The simplest method line following robots use is 3 sensor system:
Consider the 2 block sensors, let's assume they sense color. The middle one senses white, the remaining two senses grey. This robot follows the white line in the image.
X
XXXXX
XXXXX
XX XXXXX
XXXXXX XX
XXX XX
XXX X
X X
X XX
X XX
X X
X X
X X
^ X X
| +---+ X +---+ X +---+
| | | X | | X | |
| +---+ X +---+ X +---+
| X X
| X X
+ X X
X X
As the robot advances, towards the turn, the left sensor evetually will sens white color. This is the trigger which makes the robot turn to the left. If the middle sensor senses grey intead of white, the robot knows that it has to turn at a sharper angle. As the left one senses grey again, and the middle one does not sens white, the robot knows that it is off track and has to turn even more sharply to the left. So there are 3 stages of triggers for turning even sharper curves to the left. If you consider the sensors not binary, but being able to sense the "closenes" of the white stripe (as it starts to reflect more light if the sensors on the side approach it) you can derive a signal which is more contous and you can create a PID line following controller based on "how much white does the side sensor sense).
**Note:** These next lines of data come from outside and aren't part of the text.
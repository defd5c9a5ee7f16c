//! Generic create/read/update/delete over any [`Entity`]. Controllers never
//! write SQL for plain CRUD; they pick the entity type and let [`Dao`] build
//! the statements from the table description.

use std::marker::PhantomData;

use rusqlite::types::Value;
use rusqlite::{
    params_from_iter, Connection, Error as SqlError, ErrorCode, OptionalExtension, Row,
};
use tracing::debug;

use crate::error::{LibraryError, LibraryResult};

/// A type stored as one row of one table with an `INTEGER` primary key
/// called `id`.
pub trait Entity: Sized {
    /// Table name.
    const TABLE: &'static str;
    /// Every column except `id`, in the order used by [`Entity::values`] and
    /// expected by [`Entity::from_row`] after the id.
    const COLUMNS: &'static [&'static str];
    /// Lower-case noun used in user-facing messages ("book").
    const LABEL: &'static str;

    fn id(&self) -> i64;
    fn set_id(&mut self, id: i64);

    /// Hydrate from a row selected as `id, COLUMNS...`.
    fn from_row(row: &Row<'_>) -> rusqlite::Result<Self>;

    /// Column values in `COLUMNS` order.
    fn values(&self) -> Vec<Value>;
}

/// Data-access object for entity type `T`, borrowing the app's connection.
pub struct Dao<'c, T> {
    conn: &'c Connection,
    entity: PhantomData<T>,
}

impl<'c, T: Entity> Dao<'c, T> {
    pub fn new(conn: &'c Connection) -> Self {
        Self {
            conn,
            entity: PhantomData,
        }
    }

    /// Insert a new row and return the entity carrying its fresh id.
    pub fn save(&self, mut entity: T) -> LibraryResult<T> {
        let placeholders = (1..=T::COLUMNS.len())
            .map(|idx| format!("?{idx}"))
            .collect::<Vec<_>>()
            .join(", ");
        let sql = format!(
            "INSERT INTO {} ({}) VALUES ({placeholders})",
            T::TABLE,
            T::COLUMNS.join(", ")
        );

        let tx = self.conn.unchecked_transaction()?;
        tx.execute(&sql, params_from_iter(entity.values()))?;
        entity.set_id(tx.last_insert_rowid());
        tx.commit()?;

        debug!(table = T::TABLE, id = entity.id(), "row inserted");
        Ok(entity)
    }

    /// Overwrite every column of the row with the entity's id.
    pub fn edit(&self, entity: T) -> LibraryResult<T> {
        let assignments = T::COLUMNS
            .iter()
            .enumerate()
            .map(|(idx, column)| format!("{column} = ?{}", idx + 1))
            .collect::<Vec<_>>()
            .join(", ");
        let sql = format!(
            "UPDATE {} SET {assignments} WHERE id = ?{}",
            T::TABLE,
            T::COLUMNS.len() + 1
        );

        let mut values = entity.values();
        values.push(Value::Integer(entity.id()));

        let tx = self.conn.unchecked_transaction()?;
        let updated = tx.execute(&sql, params_from_iter(values))?;
        if updated == 0 {
            return Err(missing::<T>(entity.id()));
        }
        tx.commit()?;

        debug!(table = T::TABLE, id = entity.id(), "row updated");
        Ok(entity)
    }

    /// Delete the row backing `entity`.
    pub fn remove(&self, entity: &T) -> LibraryResult<Option<T>> {
        self.remove_by_id(entity.id())
    }

    /// Delete by primary key, returning what was deleted or `None` when the
    /// row never existed.
    pub fn remove_by_id(&self, id: i64) -> LibraryResult<Option<T>> {
        let tx = self.conn.unchecked_transaction()?;
        let Some(found) = find_in::<T>(&tx, id)? else {
            return Ok(None);
        };

        tx.execute(&format!("DELETE FROM {} WHERE id = ?1", T::TABLE), [id])
            .map_err(|err| map_foreign_key::<T>(err, id))?;
        tx.commit()?;

        debug!(table = T::TABLE, id, "row deleted");
        Ok(Some(found))
    }

    /// Every row, oldest first.
    pub fn find_all(&self) -> LibraryResult<Vec<T>> {
        let mut stmt = self
            .conn
            .prepare(&format!("{} ORDER BY id", select_sql::<T>()))?;
        let rows = stmt
            .query_map([], T::from_row)?
            .collect::<Result<Vec<_>, _>>()?;
        Ok(rows)
    }

    pub fn find_by_id(&self, id: i64) -> LibraryResult<Option<T>> {
        find_in::<T>(self.conn, id)
    }

    /// Rows whose `column` equals `value`. Only the entity's own columns (and
    /// `id`) are accepted, so the column name never comes from user input.
    pub fn find_all_by(&self, column: &str, value: impl Into<Value>) -> LibraryResult<Vec<T>> {
        if column != "id" && !T::COLUMNS.contains(&column) {
            return Err(LibraryError::validation(format!(
                "Unknown {} column: {column}",
                T::LABEL
            )));
        }

        let mut stmt = self.conn.prepare(&format!(
            "{} WHERE {column} = ?1 ORDER BY id",
            select_sql::<T>()
        ))?;
        let rows = stmt
            .query_map([value.into()], T::from_row)?
            .collect::<Result<Vec<_>, _>>()?;
        Ok(rows)
    }
}

fn select_sql<T: Entity>() -> String {
    format!("SELECT id, {} FROM {}", T::COLUMNS.join(", "), T::TABLE)
}

fn find_in<T: Entity>(conn: &Connection, id: i64) -> LibraryResult<Option<T>> {
    let found = conn
        .query_row(
            &format!("{} WHERE id = ?1", select_sql::<T>()),
            [id],
            T::from_row,
        )
        .optional()?;
    Ok(found)
}

fn missing<T: Entity>(id: i64) -> LibraryError {
    LibraryError::not_found(format!("No {} by id {id} found.", T::LABEL))
}

/// Turn a foreign-key failure into a message the status bar can show. Only
/// borrows reference other tables, so "in use" always means borrow history.
fn map_foreign_key<T: Entity>(err: SqlError, id: i64) -> LibraryError {
    if matches!(
        err.sqlite_error_code(),
        Some(ErrorCode::ConstraintViolation)
    ) {
        LibraryError::InUse(format!(
            "The {} by id {id} has borrow records and cannot be removed.",
            T::LABEL
        ))
    } else {
        err.into()
    }
}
Special logic is required to get back to the track once the robot left the stripe completely. In this case the sensor which last sensed white gives the direction of the line search behaviour. Once the line is found, the line following controller can be re-activated.
This is similar to wall fallowing. In that case distance to a wall gives a similar signal to which a wall following controller (e.g. a PID controller) can be tied to.